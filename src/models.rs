//! Core data structures for shot map processing.
//!
//! Mirrors the dataset document written by the fetch job: teams, per-key
//! shot records (zone rows plus aggregate totals), skater leaders and the
//! daily rank history. Field names follow the upstream camelCase JSON.

use crate::constants::{GAME_TYPE_PLAYOFFS, GAME_TYPE_REGULAR, LOCATION_ALL};
use crate::error::ShotMapError;
use chrono::{DateTime, NaiveDate, Utc};
use regex::Regex;
use serde::{Deserialize, Serialize};
use std::collections::BTreeMap;
use std::fmt;
use std::str::FromStr;
use std::sync::LazyLock;

/// NHL franchise identifier
pub type TeamId = u32;

/// Static team reference entry
#[derive(Debug, Clone, PartialEq, Eq, Serialize, Deserialize)]
pub struct Team {
    pub id: TeamId,
    pub name: String,
    pub city: String,
    pub abbr: String,
    pub color: String,
}

impl Team {
    /// City and nickname, e.g. "Ottawa Senators"
    pub fn full_name(&self) -> String {
        format!("{} {}", self.city, self.name)
    }
}

/// Season identifier: two consecutive years, rendered as "20252026"
#[derive(Debug, Clone, Copy, PartialEq, Eq, PartialOrd, Ord, Hash, Serialize, Deserialize)]
#[serde(try_from = "String", into = "String")]
pub struct SeasonKey {
    start_year: u16,
}

impl SeasonKey {
    pub const fn new(start_year: u16) -> Self {
        Self { start_year }
    }

    pub fn start_year(&self) -> u16 {
        self.start_year
    }

    pub fn end_year(&self) -> u16 {
        self.start_year + 1
    }

    /// Display label, e.g. "2025–26"
    pub fn label(&self) -> String {
        format!("{}–{:02}", self.start_year, self.end_year() % 100)
    }
}

impl FromStr for SeasonKey {
    type Err = ShotMapError;

    fn from_str(s: &str) -> Result<Self, Self::Err> {
        let s = s.trim();
        if s.len() != 8 || !s.bytes().all(|b| b.is_ascii_digit()) {
            return Err(ShotMapError::invalid_season(s, "expected 8 digits"));
        }

        let start: u16 = s[..4]
            .parse()
            .map_err(|_| ShotMapError::invalid_season(s, "start year out of range"))?;
        let end: u16 = s[4..]
            .parse()
            .map_err(|_| ShotMapError::invalid_season(s, "end year out of range"))?;

        if end != start + 1 {
            return Err(ShotMapError::invalid_season(
                s,
                "years must be consecutive",
            ));
        }

        Ok(Self::new(start))
    }
}

impl TryFrom<String> for SeasonKey {
    type Error = ShotMapError;

    fn try_from(value: String) -> Result<Self, Self::Error> {
        value.parse()
    }
}

impl From<SeasonKey> for String {
    fn from(season: SeasonKey) -> Self {
        season.to_string()
    }
}

impl fmt::Display for SeasonKey {
    fn fmt(&self, f: &mut fmt::Formatter<'_>) -> fmt::Result {
        write!(f, "{}{}", self.start_year, self.end_year())
    }
}

/// Regular season or playoffs
#[derive(Debug, Clone, Copy, PartialEq, Eq, PartialOrd, Ord, Hash, Serialize, Deserialize)]
#[serde(try_from = "u8", into = "u8")]
pub enum GameType {
    Regular,
    Playoffs,
}

impl GameType {
    /// Upstream numeric code (2 or 3)
    pub fn code(&self) -> u8 {
        match self {
            GameType::Regular => GAME_TYPE_REGULAR,
            GameType::Playoffs => GAME_TYPE_PLAYOFFS,
        }
    }

    pub fn from_code(code: u8) -> Option<Self> {
        match code {
            GAME_TYPE_REGULAR => Some(GameType::Regular),
            GAME_TYPE_PLAYOFFS => Some(GameType::Playoffs),
            _ => None,
        }
    }

    pub fn label(&self) -> &'static str {
        match self {
            GameType::Regular => "Regular Season",
            GameType::Playoffs => "Playoffs",
        }
    }
}

impl FromStr for GameType {
    type Err = ShotMapError;

    fn from_str(s: &str) -> Result<Self, Self::Err> {
        match s.trim().to_ascii_lowercase().as_str() {
            "2" | "regular" | "regular-season" | "r" => Ok(GameType::Regular),
            "3" | "playoffs" | "playoff" | "p" => Ok(GameType::Playoffs),
            other => Err(ShotMapError::InvalidGameType {
                value: other.to_string(),
            }),
        }
    }
}

impl TryFrom<u8> for GameType {
    type Error = ShotMapError;

    fn try_from(code: u8) -> Result<Self, Self::Error> {
        GameType::from_code(code).ok_or_else(|| ShotMapError::InvalidGameType {
            value: code.to_string(),
        })
    }
}

impl From<GameType> for u8 {
    fn from(game_type: GameType) -> Self {
        game_type.code()
    }
}

impl fmt::Display for GameType {
    fn fmt(&self, f: &mut fmt::Formatter<'_>) -> fmt::Result {
        f.write_str(self.label())
    }
}

/// Player-position filter of a totals row
#[derive(Debug, Clone, Copy, PartialEq, Eq, PartialOrd, Ord, Hash, Serialize, Deserialize)]
pub enum Position {
    #[serde(rename = "all")]
    All,
    #[serde(rename = "F")]
    Forwards,
    #[serde(rename = "D")]
    Defense,
}

impl Position {
    pub const ALL: [Position; 3] = [Position::All, Position::Forwards, Position::Defense];

    pub fn code(&self) -> &'static str {
        match self {
            Position::All => "all",
            Position::Forwards => "F",
            Position::Defense => "D",
        }
    }
}

/// One of the three ranked shot metrics
#[derive(Debug, Clone, Copy, PartialEq, Eq, PartialOrd, Ord, Hash, Serialize, Deserialize)]
#[serde(rename_all = "camelCase")]
pub enum Metric {
    Sog,
    Goals,
    ShootingPctg,
}

impl Metric {
    pub const ALL: [Metric; 3] = [Metric::Sog, Metric::Goals, Metric::ShootingPctg];

    pub fn name(&self) -> &'static str {
        match self {
            Metric::Sog => "sog",
            Metric::Goals => "goals",
            Metric::ShootingPctg => "shootingPctg",
        }
    }

    pub fn zone_value(&self, zone: &ZoneStat) -> f64 {
        match self {
            Metric::Sog => f64::from(zone.sog),
            Metric::Goals => f64::from(zone.goals),
            Metric::ShootingPctg => zone.shooting_pctg,
        }
    }

    pub fn total_value(&self, row: &TotalStat) -> f64 {
        match self {
            Metric::Sog => f64::from(row.sog),
            Metric::Goals => f64::from(row.goals),
            Metric::ShootingPctg => row.shooting_pctg,
        }
    }

    pub fn zone_rank(&self, zone: &ZoneStat) -> u32 {
        match self {
            Metric::Sog => zone.sog_rank,
            Metric::Goals => zone.goals_rank,
            Metric::ShootingPctg => zone.shooting_pctg_rank,
        }
    }

    pub fn total_rank(&self, row: &TotalStat) -> u32 {
        match self {
            Metric::Sog => row.sog_rank,
            Metric::Goals => row.goals_rank,
            Metric::ShootingPctg => row.shooting_pctg_rank,
        }
    }

    pub fn total_average(&self, row: &TotalStat) -> f64 {
        match self {
            Metric::Sog => row.sog_league_avg,
            Metric::Goals => row.goals_league_avg,
            Metric::ShootingPctg => row.shooting_pctg_league_avg,
        }
    }

    pub(crate) fn set_zone_rank(&self, zone: &mut ZoneStat, rank: u32) {
        match self {
            Metric::Sog => zone.sog_rank = rank,
            Metric::Goals => zone.goals_rank = rank,
            Metric::ShootingPctg => zone.shooting_pctg_rank = rank,
        }
    }

    pub(crate) fn set_total_rank(&self, row: &mut TotalStat, rank: u32) {
        match self {
            Metric::Sog => row.sog_rank = rank,
            Metric::Goals => row.goals_rank = rank,
            Metric::ShootingPctg => row.shooting_pctg_rank = rank,
        }
    }

    pub(crate) fn set_total_average(&self, row: &mut TotalStat, average: f64) {
        match self {
            Metric::Sog => row.sog_league_avg = average,
            Metric::Goals => row.goals_league_avg = average,
            Metric::ShootingPctg => row.shooting_pctg_league_avg = average,
        }
    }
}

/// Shot statistics for one named zone
#[derive(Debug, Clone, PartialEq, Serialize, Deserialize)]
#[serde(rename_all = "camelCase")]
pub struct ZoneStat {
    pub area: String,
    #[serde(default)]
    pub sog: u32,
    #[serde(default)]
    pub goals: u32,
    /// Decimal in [0, 1]; multiplied by 100 only for display
    #[serde(default)]
    pub shooting_pctg: f64,
    /// 0 when the row carries no rank
    #[serde(default)]
    pub sog_rank: u32,
    #[serde(default)]
    pub goals_rank: u32,
    #[serde(default)]
    pub shooting_pctg_rank: u32,
}

/// Aggregate shot statistics for one location code and position filter
#[derive(Debug, Clone, PartialEq, Serialize, Deserialize)]
#[serde(rename_all = "camelCase")]
pub struct TotalStat {
    pub location_code: String,
    pub position: Position,
    #[serde(default)]
    pub sog: u32,
    #[serde(default)]
    pub goals: u32,
    #[serde(default)]
    pub shooting_pctg: f64,
    #[serde(default)]
    pub sog_rank: u32,
    #[serde(default)]
    pub goals_rank: u32,
    #[serde(default)]
    pub shooting_pctg_rank: u32,
    #[serde(default)]
    pub sog_league_avg: f64,
    #[serde(default)]
    pub goals_league_avg: f64,
    #[serde(default)]
    pub shooting_pctg_league_avg: f64,
}

/// One team's shot snapshot for a (season, game type) key
#[derive(Debug, Clone, Default, PartialEq, Serialize, Deserialize)]
pub struct TeamShotRecord {
    #[serde(rename = "shotLocationDetails", default)]
    pub zones: Vec<ZoneStat>,
    #[serde(rename = "shotLocationTotals", default)]
    pub totals: Vec<TotalStat>,
}

impl TeamShotRecord {
    /// First zone row with the given area name
    pub fn zone(&self, area: &str) -> Option<&ZoneStat> {
        self.zones.iter().find(|z| z.area == area)
    }

    /// Shots on goal for a zone, zero when the zone is absent
    pub fn zone_sog(&self, area: &str) -> u32 {
        self.zone(area).map(|z| z.sog).unwrap_or(0)
    }

    /// First totals row matching location code and position
    pub fn totals_for(&self, location_code: &str, position: Position) -> Option<&TotalStat> {
        self.totals
            .iter()
            .find(|t| t.location_code == location_code && t.position == position)
    }

    /// All-zones totals row for a position filter
    pub fn overall(&self, position: Position) -> Option<&TotalStat> {
        self.totals_for(LOCATION_ALL, position)
    }

    pub fn has_zone_data(&self) -> bool {
        !self.zones.is_empty()
    }
}

/// A team's top skater for one category
#[derive(Debug, Clone, PartialEq, Serialize, Deserialize)]
#[serde(rename_all = "camelCase")]
pub struct Leader {
    pub name: String,
    #[serde(default)]
    pub first_name: Option<String>,
    #[serde(default)]
    pub player_id: Option<u64>,
    pub val: f64,
}

/// Skater leaders for a record key
#[derive(Debug, Clone, Default, PartialEq, Serialize, Deserialize)]
pub struct Leaders {
    #[serde(default)]
    pub shots: Option<Leader>,
    #[serde(default)]
    pub goals: Option<Leader>,
    #[serde(default)]
    pub pctg: Option<Leader>,
}

static RECORD_KEY_PATTERN: LazyLock<Regex> = LazyLock::new(|| {
    Regex::new(r"^(\d+)_(\d{8})_(\d)$").expect("record key pattern is valid")
});

/// Dataset key "<teamId>_<seasonKey>_<gameType>"
#[derive(Debug, Clone, Copy, PartialEq, Eq, PartialOrd, Ord, Hash)]
pub struct RecordKey {
    pub team_id: TeamId,
    pub season: SeasonKey,
    pub game_type: GameType,
}

impl RecordKey {
    pub fn new(team_id: TeamId, season: SeasonKey, game_type: GameType) -> Self {
        Self {
            team_id,
            season,
            game_type,
        }
    }
}

impl FromStr for RecordKey {
    type Err = ShotMapError;

    fn from_str(s: &str) -> Result<Self, Self::Err> {
        let invalid = || ShotMapError::InvalidRecordKey { key: s.to_string() };
        let caps = RECORD_KEY_PATTERN.captures(s).ok_or_else(invalid)?;

        let team_id = caps[1].parse().map_err(|_| invalid())?;
        let season = caps[2].parse().map_err(|_| invalid())?;
        let code: u8 = caps[3].parse().map_err(|_| invalid())?;
        let game_type = GameType::from_code(code).ok_or_else(invalid)?;

        Ok(Self::new(team_id, season, game_type))
    }
}

impl fmt::Display for RecordKey {
    fn fmt(&self, f: &mut fmt::Formatter<'_>) -> fmt::Result {
        write!(
            f,
            "{}_{}_{}",
            self.team_id,
            self.season,
            self.game_type.code()
        )
    }
}

/// A team's record as a member of a ranking pool
#[derive(Debug, Clone, Copy)]
pub struct PoolMember<'a> {
    pub team_id: TeamId,
    pub record: &'a TeamShotRecord,
}

/// Per-team ranks captured in a daily snapshot
#[derive(Debug, Clone, Default, PartialEq, Serialize, Deserialize)]
#[serde(rename_all = "camelCase")]
pub struct TeamRankSnapshot {
    pub fwd_sog_rank: Option<u32>,
    pub def_sog_rank: Option<u32>,
    pub fwd_goal_rank: Option<u32>,
    pub def_goal_rank: Option<u32>,
    pub fwd_pctg_rank: Option<u32>,
    pub def_pctg_rank: Option<u32>,
    #[serde(default)]
    pub zone_ranks: BTreeMap<String, u32>,
    #[serde(default)]
    pub zone_goal_ranks: BTreeMap<String, u32>,
    #[serde(default)]
    pub zone_pctg_ranks: BTreeMap<String, u32>,
}

/// League-wide regular-season ranks on one date
#[derive(Debug, Clone, PartialEq, Serialize, Deserialize)]
pub struct RankSnapshot {
    pub date: NaiveDate,
    pub teams: BTreeMap<TeamId, TeamRankSnapshot>,
}

/// Bounded, date-ordered list of rank snapshots
#[derive(Debug, Clone, Default, PartialEq, Serialize, Deserialize)]
#[serde(transparent)]
pub struct RankHistory {
    pub snapshots: Vec<RankSnapshot>,
}

/// The full document produced by the fetch job
#[derive(Debug, Clone, PartialEq, Serialize, Deserialize)]
#[serde(rename_all = "camelCase")]
pub struct Dataset {
    pub fetched_at: DateTime<Utc>,
    pub teams: Vec<Team>,
    pub data: BTreeMap<String, TeamShotRecord>,
    #[serde(default)]
    pub leaders: BTreeMap<String, Leaders>,
    #[serde(default)]
    pub missing_keys: Vec<String>,
    #[serde(default)]
    pub history: RankHistory,
}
* * *
- Task description -
A verbatim transcription is required: the first line of the listing, the line containing "if end != start", and every line between them.

- Task solution -
filename src/models.rs
//! Core data structures for shot map processing.
//!
//! Mirrors the dataset document written by the fetch job: teams, per-key
//! shot records (zone rows plus aggregate totals), skater leaders and the
//! daily rank history. Field names follow the upstream camelCase JSON.

use crate::constants::{GAME_TYPE_PLAYOFFS, GAME_TYPE_REGULAR, LOCATION_ALL};
use crate::error::ShotMapError;
use chrono::{DateTime, NaiveDate, Utc};
use regex::Regex;
use serde::{Deserialize, Serialize};
use std::collections::BTreeMap;
use std::fmt;
use std::str::FromStr;
use std::sync::LazyLock;

/// NHL franchise identifier
pub type TeamId = u32;

/// Static team reference entry
#[derive(Debug, Clone, PartialEq, Eq, Serialize, Deserialize)]
pub struct Team {
    pub id: TeamId,
    pub name: String,
    pub city: String,
    pub abbr: String,
    pub color: String,
}

impl Team {
    /// City and nickname, e.g. "Ottawa Senators"
    pub fn full_name(&self) -> String {
        format!("{} {}", self.city, self.name)
    }
}

/// Season identifier: two consecutive years, rendered as "20252026"
#[derive(Debug, Clone, Copy, PartialEq, Eq, PartialOrd, Ord, Hash, Serialize, Deserialize)]
#[serde(try_from = "String", into = "String")]
pub struct SeasonKey {
    start_year: u16,
}

impl SeasonKey {
    pub const fn new(start_year: u16) -> Self {
        Self { start_year }
    }

    pub fn start_year(&self) -> u16 {
        self.start_year
    }

    pub fn end_year(&self) -> u16 {
        self.start_year + 1
    }

    /// Display label, e.g. "2025–26"
    pub fn label(&self) -> String {
        format!("{}–{:02}", self.start_year, self.end_year() % 100)
    }
}

impl FromStr for SeasonKey {
    type Err = ShotMapError;

    fn from_str(s: &str) -> Result<Self, Self::Err> {
        let s = s.trim();
        if s.len() != 8 || !s.bytes().all(|b| b.is_ascii_digit()) {
            return Err(ShotMapError::invalid_season(s, "expected 8 digits"));
        }

        let start: u16 = s[..4]
            .parse()
            .map_err(|_| ShotMapError::invalid_season(s, "start year out of range"))?;
        let end: u16 = s[4..]
            .parse()
            .map_err(|_| ShotMapError::invalid_season(s, "end year out of range"))?;

        if end != start + 1 {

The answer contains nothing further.